WORK INSTRUCTIONS.
Whenever a line in the entries includes the word "DirtyTracker", copy that line out.

MATERIAL FOR THIS TASK.
________________________

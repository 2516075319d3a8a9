//! Configuration enum types.

use crate::draw::Color;
use log::warn;
use schemars::JsonSchema;
use serde::{Deserialize, Serialize};

/// Color specification - either a named/hex color or RGB values.
///
/// # Examples
/// ```toml
/// # Named palette color
/// default_color = "blue"
///
/// # Hex color
/// default_color = "#3b82f6"
///
/// # Custom RGB color (0-255 per component)
/// default_color = [255, 128, 0]
/// ```
#[derive(Debug, Serialize, Deserialize, Clone, PartialEq, JsonSchema)]
#[serde(untagged)]
pub enum ColorSpec {
    /// Palette name (red, orange, yellow, green, blue, purple, pink, white, gray, black)
    /// or a `#rrggbb` / `#rgb` hex string
    Name(String),
    /// RGB color as [red, green, blue] where each component is 0-255
    Rgb([u8; 3]),
}

impl ColorSpec {
    /// Converts the color specification to a [`Color`].
    ///
    /// Unparseable names fall back to `fallback` with a warning.
    pub fn to_color_or(&self, fallback: Color) -> Color {
        match self {
            ColorSpec::Name(name) => Color::parse(name).unwrap_or_else(|| {
                warn!("Unknown color '{}', using {}", name, fallback.to_hex());
                fallback
            }),
            ColorSpec::Rgb([r, g, b]) => Color::from_rgb8(*r, *g, *b),
        }
    }

    /// True when the value resolves to a color without falling back.
    pub fn is_valid(&self) -> bool {
        match self {
            ColorSpec::Name(name) => Color::parse(name).is_some(),
            ColorSpec::Rgb(_) => true,
        }
    }
}

/// What happens to an in-progress gesture when the tool changes.
#[derive(Debug, Serialize, Deserialize, Clone, Copy, PartialEq, Eq, Default, JsonSchema)]
#[serde(rename_all = "kebab-case")]
pub enum ToolSwitchPolicy {
    /// Finish the gesture as if the pointer had been released
    #[default]
    Commit,
    /// Keep drawing with the tool and style captured at gesture start
    Continue,
    /// Drop the gesture without recording history
    Abort,
}
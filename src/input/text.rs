//! Text-entry overlay state.

use super::events::Key;
use super::modifiers::Modifiers;
use crate::draw::Style;
use crate::util::Point;

/// A transient text box anchored on the canvas.
///
/// The style is captured when the session starts.
#[derive(Debug, Clone, PartialEq)]
pub struct TextSession {
    pub anchor: Point,
    pub content: String,
    pub style: Style,
}

impl TextSession {
    pub fn new(anchor: Point, style: Style) -> Self {
        Self {
            anchor,
            content: String::new(),
            style,
        }
    }

    /// False when committing would produce nothing.
    pub fn has_content(&self) -> bool {
        !self.content.trim().is_empty()
    }
}

/// What a key press did to the session.
#[derive(Debug, Clone, Copy, PartialEq, Eq)]
pub enum TextEdit {
    /// Content changed
    Edited,
    /// The session should be committed
    Commit,
    /// The key had no effect
    Unchanged,
}

/// Applies a key press to the session content.
///
/// Return without modifiers commits; a modified Return inserts a line break.
/// Escape is ignored, the box stays open until Return or a blur.
pub fn apply_key(session: &mut TextSession, key: Key, modifiers: Modifiers) -> TextEdit {
    match key {
        Key::Return if modifiers.any() => {
            session.content.push('\n');
            TextEdit::Edited
        }
        Key::Return => TextEdit::Commit,
        Key::Backspace => {
            if session.content.pop().is_some() {
                TextEdit::Edited
            } else {
                TextEdit::Unchanged
            }
        }
        Key::Space => {
            session.content.push(' ');
            TextEdit::Edited
        }
        Key::Tab => {
            session.content.push('\t');
            TextEdit::Edited
        }
        Key::Char(c) if !c.is_control() => {
            session.content.push(c);
            TextEdit::Edited
        }
        Key::Escape | Key::Char(_) | Key::Unknown => TextEdit::Unchanged,
    }
}

/// Inserts pasted text into the session, normalizing line endings.
pub fn insert_text(session: &mut TextSession, text: &str) -> TextEdit {
    let normalized = text.replace("\r\n", "\n").replace('\r', "\n");
    if normalized.is_empty() {
        return TextEdit::Unchanged;
    }
    session.content.push_str(&normalized);
    TextEdit::Edited
}

#[cfg(test)]
mod tests {
    use super::*;

    fn session() -> TextSession {
        TextSession::new(Point::new(50.0, 50.0), Style::default())
    }

    #[test]
    fn typing_builds_content() {
        let mut s = session();
        for c in "Hi".chars() {
            assert_eq!(apply_key(&mut s, Key::Char(c), Modifiers::new()), TextEdit::Edited);
        }
        apply_key(&mut s, Key::Space, Modifiers::new());
        apply_key(&mut s, Key::Char('!'), Modifiers::new());
        assert_eq!(s.content, "Hi !");
        apply_key(&mut s, Key::Backspace, Modifiers::new());
        assert_eq!(s.content, "Hi ");
    }

    #[test]
    fn plain_return_commits_and_shift_return_breaks_line() {
        let mut s = session();
        apply_key(&mut s, Key::Char('A'), Modifiers::new());
        assert_eq!(apply_key(&mut s, Key::Return, Modifiers::shift()), TextEdit::Edited);
        apply_key(&mut s, Key::Char('B'), Modifiers::new());
        assert_eq!(s.content, "A\nB");
        assert_eq!(apply_key(&mut s, Key::Return, Modifiers::new()), TextEdit::Commit);
        assert_eq!(apply_key(&mut s, Key::Escape, Modifiers::new()), TextEdit::Unchanged);
        assert_eq!(s.content, "A\nB");
    }

    #[test]
    fn whitespace_only_session_has_no_content() {
        let mut s = session();
        insert_text(&mut s, " \r\n ");
        assert_eq!(s.content, " \n ");
        assert!(!s.has_content());
        assert_eq!(apply_key(&mut session(), Key::Backspace, Modifiers::new()), TextEdit::Unchanged);
    }
}
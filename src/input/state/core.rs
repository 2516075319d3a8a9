//! Drawing state machine and input state management.

use crate::config::{BackgroundConfig, Config, ToolSwitchPolicy};
use crate::draw::{
    BackgroundImage, BackgroundLayers, BackgroundMode, DirtyTracker, FontDescriptor,
    PreviewSurface, RasterSurface, ShapeOutline, Style, SurfaceError,
    render::{TEXT_BOX_MIN_HEIGHT, TEXT_BOX_MIN_WIDTH},
};
use crate::history::{HistoryManager, RestoreFailed, RestoreSequencer};
use crate::input::{text::TextSession, tool::Tool};
use crate::util::{self, Point, Rect};
use std::time::Duration;

/// Current drawing mode state machine.
///
/// Tracks whether the user is idle, dragging out a gesture, or typing text.
/// State transitions occur based on pointer and keyboard events.
#[derive(Debug, Clone, PartialEq)]
pub enum DrawingState {
    /// Not actively drawing - waiting for user input
    Idle,
    /// Pointer held down with a freehand or shape tool
    Drawing {
        /// Tool captured when the gesture started
        tool: Tool,
        /// Style captured when the gesture started
        style: Style,
        /// Where the pointer went down
        start: Point,
        /// Latest pointer position
        current: Point,
    },
    /// A text box is open and receiving keystrokes
    Typing(TextSession),
}

impl DrawingState {
    /// Outline the live shape gesture currently describes, if any.
    pub fn shape_outline(&self) -> Option<(ShapeOutline, Style)> {
        match self {
            DrawingState::Drawing {
                tool,
                style,
                start,
                current,
            } => ShapeOutline::from_drag(*tool, *start, *current).map(|outline| (outline, *style)),
            _ => None,
        }
    }
}

/// Raster and preview surfaces, created together on mount.
#[derive(Debug)]
pub(crate) struct Surfaces {
    pub(crate) raster: RasterSurface,
    pub(crate) preview: PreviewSurface,
}

impl Surfaces {
    fn new(width: i32, height: i32) -> Result<Self, SurfaceError> {
        Ok(Self {
            raster: RasterSurface::new(width, height)?,
            preview: PreviewSurface::new(width, height)?,
        })
    }
}

/// Main input state containing the whole drawing session.
///
/// Owns the surfaces, the history and the background layers, and exposes the
/// narrow command interface hosts drive: pointer and key events, tool and
/// style setters, undo/redo/clear and frame export.
#[derive(Debug)]
pub struct InputState {
    /// Active tool (changed through [`set_tool`](Self::set_tool))
    pub(crate) tool: Tool,
    /// Brush style applied to the next gesture
    pub(crate) style: Style,
    /// Font descriptor for text commits
    pub(crate) font: FontDescriptor,
    /// Current drawing mode state machine
    pub(crate) state: DrawingState,
    /// Surfaces; `None` until the host mounts the canvas
    pub(crate) surfaces: Option<Surfaces>,
    pub(crate) history: HistoryManager,
    pub(crate) restores: RestoreSequencer,
    /// Most recent restore failure, until the host takes it
    pub(crate) restore_failure: Option<RestoreFailed>,
    /// Background fill and image underneath the raster
    pub(crate) background: BackgroundLayers,
    pub(crate) background_config: BackgroundConfig,
    /// What `set_tool` does to a gesture in progress
    pub(crate) tool_switch: ToolSwitchPolicy,
    pub(crate) clear_drops_background_image: bool,
    pub(crate) include_background_on_export: bool,
    pub(crate) restore_timeout: Duration,
    /// On-screen position of the canvas' top-left corner
    pub(crate) client_origin: Point,
    /// Whether the display needs to be redrawn
    pub needs_redraw: bool,
    /// Tracks dirty regions between renders
    pub(crate) dirty_tracker: DirtyTracker,
    /// Cached bounds for the current shape preview (if any)
    pub(crate) last_preview_bounds: Option<Rect>,
    /// Cached bounds for live text preview/caret (if any)
    pub(crate) last_text_preview_bounds: Option<Rect>,
}

impl InputState {
    /// Creates an unmounted engine from configuration.
    ///
    /// Surfaces are created by the first [`mount`](Self::mount) or
    /// [`resize`](Self::resize); until then drawing operations are no-ops.
    pub fn from_config(config: &Config) -> Self {
        Self {
            tool: config.drawing.default_tool,
            style: config.initial_style(),
            font: config.font(),
            state: DrawingState::Idle,
            surfaces: None,
            history: HistoryManager::new(),
            restores: RestoreSequencer::new(),
            restore_failure: None,
            background: BackgroundLayers::new(config.background.default_mode),
            background_config: config.background.clone(),
            tool_switch: config.behavior.tool_switch,
            clear_drops_background_image: config.behavior.clear_drops_background_image,
            include_background_on_export: config.export.include_background,
            restore_timeout: config.restore_timeout(),
            client_origin: Point::default(),
            needs_redraw: true,
            dirty_tracker: DirtyTracker::new(),
            last_preview_bounds: None,
            last_text_preview_bounds: None,
        }
    }

    /// Creates the surfaces at the container's size.
    ///
    /// Mounting an already mounted engine behaves like [`resize`](Self::resize).
    pub fn mount(&mut self, width: i32, height: i32) -> Result<(), SurfaceError> {
        self.resize(width, height)
    }

    /// Resizes the surfaces in place, keeping committed content anchored at
    /// the origin.
    ///
    /// In-flight restores are settled first so the captured content is the
    /// current logical state. A live shape preview is re-rendered from the
    /// gesture, and an open freehand stroke continues in the new buffer.
    pub fn resize(&mut self, width: i32, height: i32) -> Result<(), SurfaceError> {
        if width <= 0 || height <= 0 {
            return Err(SurfaceError::InvalidDimensions { width, height });
        }
        self.settle_restores();

        let redraw_preview = match self.surfaces.as_mut() {
            None => {
                self.surfaces = Some(Surfaces::new(width, height)?);
                log::info!("Drawing surface mounted at {}x{}", width, height);
                false
            }
            Some(surfaces) => {
                surfaces.raster.resize(width, height)?;
                let had_preview = !surfaces.preview.is_blank();
                surfaces.preview = PreviewSurface::new(width, height)?;
                had_preview
            }
        };

        if redraw_preview
            && let Some((outline, style)) = self.state.shape_outline()
            && let Some(surfaces) = self.surfaces.as_mut()
        {
            surfaces.preview.redraw(&outline, &style)?;
        }

        self.dirty_tracker.mark_full();
        self.needs_redraw = true;
        Ok(())
    }

    pub fn is_mounted(&self) -> bool {
        self.surfaces.is_some()
    }

    /// Surface size, or `None` before mount.
    pub fn dimensions(&self) -> Option<(i32, i32)> {
        self.surfaces
            .as_ref()
            .map(|s| (s.raster.width(), s.raster.height()))
    }

    /// Sets the on-screen position of the canvas so pointer events can be
    /// given in client coordinates.
    pub fn set_client_origin(&mut self, origin: Point) {
        self.client_origin = origin;
    }

    pub(crate) fn to_canvas(&self, client: Point) -> Point {
        client.relative_to(self.client_origin)
    }

    pub fn tool(&self) -> Tool {
        self.tool
    }

    pub fn style(&self) -> Style {
        self.style
    }

    pub fn font(&self) -> &FontDescriptor {
        &self.font
    }

    pub fn drawing_state(&self) -> &DrawingState {
        &self.state
    }

    /// Switches the active tool.
    ///
    /// A gesture or text session in progress is committed, kept or discarded
    /// according to the configured [`ToolSwitchPolicy`].
    pub fn set_tool(&mut self, tool: Tool) {
        if tool == self.tool {
            return;
        }
        if !matches!(self.state, DrawingState::Idle) {
            match self.tool_switch {
                ToolSwitchPolicy::Commit => self.end_active_gesture(),
                ToolSwitchPolicy::Continue => {
                    log::debug!("Tool switch keeps the gesture in progress");
                }
                ToolSwitchPolicy::Abort => self.abort_active_gesture(),
            }
        }
        log::info!("Tool changed: {} -> {}", self.tool, tool);
        self.tool = tool;
        self.needs_redraw = true;
    }

    /// Replaces the brush style for subsequent gestures.
    ///
    /// Gestures and text sessions already in progress keep the style they
    /// captured when they started.
    pub fn set_style(&mut self, style: Style) {
        self.style = style;
        self.needs_redraw = true;
    }

    pub fn set_tool_switch_policy(&mut self, policy: ToolSwitchPolicy) {
        self.tool_switch = policy;
    }

    pub fn background(&self) -> &BackgroundLayers {
        &self.background
    }

    pub fn set_background_mode(&mut self, mode: BackgroundMode) {
        if self.background.mode == mode {
            return;
        }
        log::info!(
            "Background mode: {} -> {}",
            self.background.mode.name(),
            mode.name()
        );
        self.background.mode = mode;
        self.dirty_tracker.mark_full();
        self.needs_redraw = true;
    }

    /// Sets or removes the background image layer.
    ///
    /// The image is independent of the raster: it is never captured in
    /// snapshots and undo/redo leave it alone. Undecodable bytes keep the
    /// previous image and report the error.
    pub fn set_background_image(&mut self, bytes: Option<&[u8]>) -> Result<(), SurfaceError> {
        match bytes {
            None => {
                if self.background.image.take().is_some() {
                    log::info!("Background image removed");
                }
            }
            Some(bytes) => match BackgroundImage::decode(bytes) {
                Ok(image) => {
                    log::info!(
                        "Background image set ({}x{})",
                        image.width(),
                        image.height()
                    );
                    self.background.image = Some(image);
                }
                Err(err) => {
                    log::warn!("Rejected background image: {}", err);
                    return Err(err);
                }
            },
        }
        self.dirty_tracker.mark_full();
        self.needs_redraw = true;
        Ok(())
    }

    /// Drains pending dirty rectangles for the current surface size.
    pub fn take_dirty_regions(&mut self) -> Vec<Rect> {
        let (width, height) = self.dimensions().unwrap_or((0, 0));
        self.dirty_tracker.take_regions(width, height)
    }

    /// Updates tracked shape preview bounds for dirty-region purposes.
    pub(crate) fn update_preview_dirty(&mut self) {
        let new_bounds = self
            .state
            .shape_outline()
            .and_then(|(outline, style)| outline.bounding_box(style.width));
        let previous = self.last_preview_bounds;

        if new_bounds != previous
            && let Some(prev) = previous
        {
            self.dirty_tracker.mark_rect(prev);
        }
        self.dirty_tracker.mark_optional_rect(new_bounds);
        self.last_preview_bounds = new_bounds;
    }

    /// Clears any cached preview bounds and marks their damage region.
    pub(crate) fn clear_preview_dirty(&mut self) {
        if let Some(prev) = self.last_preview_bounds.take() {
            self.dirty_tracker.mark_rect(prev);
        }
    }

    /// Updates dirty tracking for the live text preview/caret overlay.
    pub(crate) fn update_text_preview_dirty(&mut self) {
        let new_bounds = match &self.state {
            DrawingState::Typing(session) => text_preview_bounds(session),
            _ => None,
        };
        let previous = self.last_text_preview_bounds;

        if new_bounds != previous
            && let Some(prev) = previous
        {
            self.dirty_tracker.mark_rect(prev);
        }
        self.dirty_tracker.mark_optional_rect(new_bounds);
        self.last_text_preview_bounds = new_bounds;
    }

    /// Clears the cached text preview bounds.
    pub(crate) fn clear_text_preview_dirty(&mut self) {
        if let Some(prev) = self.last_text_preview_bounds.take() {
            self.dirty_tracker.mark_rect(prev);
        }
    }
}

/// Generous damage box for the text overlay: glyphs are assumed no wider
/// than the font size.
fn text_preview_bounds(session: &TextSession) -> Option<Rect> {
    let width = session.style.width;
    let font_size = util::text_font_size(width);
    let lines = session.content.split('\n');
    let (count, longest) = lines.fold((0usize, 0usize), |(count, longest), line| {
        (count + 1, longest.max(line.chars().count() + 1))
    });
    let box_width = TEXT_BOX_MIN_WIDTH.max(longest as f64 * font_size);
    let box_height = TEXT_BOX_MIN_HEIGHT.max(count as f64 * util::text_line_height(width));
    let anchor = session.anchor;
    Rect::covering(
        anchor.x,
        anchor.y,
        anchor.x + box_width,
        anchor.y + box_height,
        8.0 + width,
    )
}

________________________

FINISHED EXERCISE.
    BackgroundImage, BackgroundLayers, BackgroundMode, DirtyTracker, FontDescriptor,
    pub(crate) dirty_tracker: DirtyTracker,
            dirty_tracker: DirtyTracker::new(),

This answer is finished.